▶ _Record set_
==============================

//! Terminal input: crossterm events normalized into editor [`Event`]s.
//!
//! Printable characters (plain, shifted or with Caps Lock) become
//! [`InputEvent::Keystroke`]; named keys and anything carrying Ctrl or Alt
//! become [`InputEvent::Shortcut`]; bracketed paste arrives as one
//! [`InputEvent::Text`].

mod async_service;
pub use async_service::{AsyncInputShutdown, RepeatMode, TerminalInputSource};

use core_events::{InputEvent, KeyCode, KeyModifiers, Shortcut};
use crossterm::event::{
    KeyCode as CKeyCode, KeyEvent as CKeyEvent, KeyEventState, KeyModifiers as CMods,
};

pub(crate) fn map_mods(m: CMods, state: KeyEventState) -> KeyModifiers {
    let mut out = KeyModifiers::empty();
    if m.contains(CMods::CONTROL) {
        out |= KeyModifiers::CTRL;
    }
    if m.contains(CMods::ALT) {
        out |= KeyModifiers::ALT;
    }
    if m.contains(CMods::SHIFT) {
        out |= KeyModifiers::SHIFT;
    }
    if state.contains(KeyEventState::CAPS_LOCK) {
        out |= KeyModifiers::CAPS;
    }
    out
}

/// Map one crossterm key to an input event. Keys the editor has no use for
/// (function keys, Home/End, ...) map to `None`.
pub fn map_key_event(key: &CKeyEvent) -> Option<InputEvent> {
    let mods = map_mods(key.modifiers, key.state);
    let code = match key.code {
        CKeyCode::Char(c) => {
            if mods.intersects(KeyModifiers::CTRL | KeyModifiers::ALT) {
                KeyCode::Char(c)
            } else {
                return Some(InputEvent::Keystroke(c));
            }
        }
        CKeyCode::Enter => KeyCode::Enter,
        CKeyCode::Esc => KeyCode::Esc,
        CKeyCode::Backspace => KeyCode::Backspace,
        CKeyCode::Tab => KeyCode::Tab,
        CKeyCode::Up => KeyCode::Up,
        CKeyCode::Down => KeyCode::Down,
        CKeyCode::Left => KeyCode::Left,
        CKeyCode::Right => KeyCode::Right,
        _ => return None,
    };
    Some(InputEvent::Shortcut(Shortcut::new(code, mods)))
}
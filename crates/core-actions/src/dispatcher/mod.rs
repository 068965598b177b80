//! Dispatcher applying `Action` to the editor model.
//!
//! Sub-modules:
//! * `motion` - cursor movement and scrolling
//! * `mode`   - Navigation <-> Edit transitions
//! * `edit`   - text mutation
//!
//! One action is applied to completion per call. Afterwards the cursor is
//! clamped into the row index and the viewport follows the cursor row, so the
//! model invariants hold between any two calls.

use crate::{Action, io_ops, io_ops::SaveError};
use core_model::EditorModel;

mod edit;
mod mode;
mod motion;

/// Result of dispatching a single `Action`.
#[derive(Debug, Clone, Copy, PartialEq, Eq, Default)]
pub struct DispatchResult {
    /// Something visible changed; a render is needed.
    pub dirty: bool,
    pub quit: bool,
    /// The document text changed.
    pub modified: bool,
}

impl DispatchResult {
    pub fn dirty() -> Self {
        Self {
            dirty: true,
            ..Self::default()
        }
    }
    pub fn clean() -> Self {
        Self::default()
    }
    pub fn quit() -> Self {
        Self {
            dirty: true,
            quit: true,
            modified: false,
        }
    }
    pub fn modified() -> Self {
        Self {
            dirty: true,
            quit: false,
            modified: true,
        }
    }
}

/// Apply an action to the model. Only `Action::Save` can fail.
pub fn dispatch(action: Action, model: &mut EditorModel) -> Result<DispatchResult, SaveError> {
    let (state, view) = model.split_state_and_view();
    tracing::trace!(
        target: "actions.dispatch",
        ?action,
        mode = state.mode.display_name(),
        "dispatch"
    );
    let mut result = match action {
        Action::Motion(kind) => motion::handle_motion(kind, state, view),
        Action::Scroll(delta) => motion::handle_scroll(delta, state, view),
        Action::ModeChange(mc) => mode::handle_mode_change(mc, state),
        Action::Edit(kind) => edit::handle_edit(kind, state, view),
        Action::Save => {
            let bytes = io_ops::save_document(state)?;
            state.set_status(format!("written {bytes} bytes"));
            DispatchResult::dirty()
        }
        Action::Quit => DispatchResult::quit(),
    };
    if view.settle(state) {
        result.dirty = true;
    }
    debug_assert!(view.cursor.is_valid(state.document.rows()), "cursor escaped the document");
    Ok(result)
}

#[cfg(test)]
mod tests {
    use super::*;
    use crate::{EditKind, ModeChange, MotionKind};
    use core_state::{Document, EditorState, Mode};
    use core_text::Position;

    fn model(text: &str) -> EditorModel {
        EditorModel::new(EditorState::new(Document::from_text(text, 100)), 10)
    }

    fn run(m: &mut EditorModel, action: Action) -> DispatchResult {
        dispatch(action, m).expect("dispatch")
    }

    #[test]
    fn motion_reports_dirty_only_when_moving() {
        let mut m = model("ab\ncd");
        assert!(run(&mut m, Action::Motion(MotionKind::Right)).dirty);
        assert!(!run(&mut m, Action::Motion(MotionKind::Up)).dirty);
        assert!(run(&mut m, Action::Motion(MotionKind::Down)).dirty);
        assert_eq!(m.view().cursor.position, Position::new(1, 1));
    }

    #[test]
    fn edits_ignored_in_wrong_mode() {
        let mut m = model("abc");
        let r = run(&mut m, Action::Edit(EditKind::InsertText("x".into())));
        assert_eq!(r, DispatchResult::clean());
        run(&mut m, Action::ModeChange(ModeChange::EnterEdit));
        let r = run(&mut m, Action::Edit(EditKind::DeleteUnder));
        assert_eq!(r, DispatchResult::clean());
        assert_eq!(m.state().document.text(), "abc");
        assert!(!m.state().dirty);
    }

    #[test]
    fn insert_text_sets_dirty_flag() {
        let mut m = model("abc");
        run(&mut m, Action::ModeChange(ModeChange::EnterEdit));
        assert_eq!(m.state().mode, Mode::Edit);
        let r = run(&mut m, Action::Edit(EditKind::InsertText("x".into())));
        assert!(r.modified);
        assert!(m.state().dirty);
        assert_eq!(m.state().document.text(), "xabc");
        assert_eq!(m.view().cursor.position, Position::new(0, 1));
    }

    #[test]
    fn save_without_path_is_an_error() {
        let mut m = model("abc");
        assert!(matches!(dispatch(Action::Save, &mut m), Err(SaveError::NoPath)));
    }

    #[test]
    fn quit_is_reported() {
        let mut m = model("");
        assert!(run(&mut m, Action::Quit).quit);
    }

    #[test]
    fn viewport_follows_cursor_after_motion() {
        let text: Vec<String> = (0..30).map(|i| i.to_string()).collect();
        let doc = Document::from_text(&text.join("\n"), 100);
        let mut m = EditorModel::new(EditorState::new(doc), 5);
        run(&mut m, Action::Motion(MotionKind::LastRow));
        assert_eq!(m.view().cursor.row(), 29);
        assert_eq!(m.view().viewport.scroll_offset, 25);
        run(&mut m, Action::Motion(MotionKind::FirstRow));
        assert_eq!(m.view().viewport.scroll_offset, 0);
    }

    #[test]
    fn scroll_drags_cursor_into_view() {
        let text: Vec<String> = (0..10).map(|i| format!("row{i}")).collect();
        let doc = Document::from_text(&text.join("\n"), 100);
        let mut m = EditorModel::new(EditorState::new(doc), 3);
        run(&mut m, Action::Motion(MotionKind::RowEnd));
        assert!(run(&mut m, Action::Scroll(1)).dirty);
        assert_eq!(m.view().viewport.scroll_offset, 1);
        assert_eq!(m.view().cursor.position, Position::new(1, 4));
        run(&mut m, Action::Scroll(1));
        run(&mut m, Action::Scroll(1));
        assert_eq!(m.view().cursor.row(), 3);
        assert!(run(&mut m, Action::Scroll(-1)).dirty);
        assert_eq!(m.view().viewport.scroll_offset, 2);
        assert_eq!(m.view().cursor.row(), 3, "still visible, not dragged");
        assert!(run(&mut m, Action::Scroll(-5)).dirty);
        assert_eq!(m.view().viewport.scroll_offset, 0);
        assert_eq!(m.view().cursor.row(), 2);
    }
}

==============================

▶ _Task brief_
Give again, exactly as written, every line from the first one above through the line that has "repository 068965598b177b80" in it.

▶ _Answer to this exercise_
//! Terminal input: crossterm events normalized into editor [`Event`]s.
//!
//! Printable characters (plain, shifted or with Caps Lock) become
//! [`InputEvent::Keystroke`]; named keys and anything carrying Ctrl or Alt
//! become [`InputEvent::Shortcut`]; bracketed paste arrives as one
//! [`InputEvent::Text`].

mod async_service;
pub use async_service::{AsyncInputShutdown, RepeatMode, TerminalInputSource};

use core_events::{InputEvent, KeyCode, KeyModifiers, Shortcut};
use crossterm::event::{
    KeyCode as CKeyCode, KeyEvent as CKeyEvent, KeyEventState, KeyModifiers as CMods,
};

pub(crate) fn map_mods(m: CMods, state: KeyEventState) -> KeyModifiers {
    let mut out = KeyModifiers::empty();
    if m.contains(CMods::CONTROL) {
        out |= KeyModifiers::CTRL;
    }
    if m.contains(CMods::ALT) {
        out |= KeyModifiers::ALT;
    }
    if m.contains(CMods::SHIFT) {
        out |= KeyModifiers::SHIFT;
    }
    if state.contains(KeyEventState::CAPS_LOCK) {
        out |= KeyModifiers::CAPS;
    }
    out
}

/// Map one crossterm key to an input event. Keys the editor has no use for
/// (function keys, Home/End, ...) map to `None`.
pub fn map_key_event(key: &CKeyEvent) -> Option<InputEvent> {
    let mods = map_mods(key.modifiers, key.state);
    let code = match key.code {
        CKeyCode::Char(c) => {
            if mods.intersects(KeyModifiers::CTRL | KeyModifiers::ALT) {
                KeyCode::Char(c)
            } else {
                return Some(InputEvent::Keystroke(c));
            }
        }
        CKeyCode::Enter => KeyCode::Enter,
        CKeyCode::Esc => KeyCode::Esc,
        CKeyCode::Backspace => KeyCode::Backspace,
        CKeyCode::Tab => KeyCode::Tab,
        CKeyCode::Up => KeyCode::Up,
        CKeyCode::Down => KeyCode::Down,
        CKeyCode::Left => KeyCode::Left,
        CKeyCode::Right => KeyCode::Right,
        _ => return None,
    };
    Some(InputEvent::Shortcut(Shortcut::new(code, mods)))
}
filename crates/core-actions/src/dispatcher/mod.rs
repository 068965598b177b80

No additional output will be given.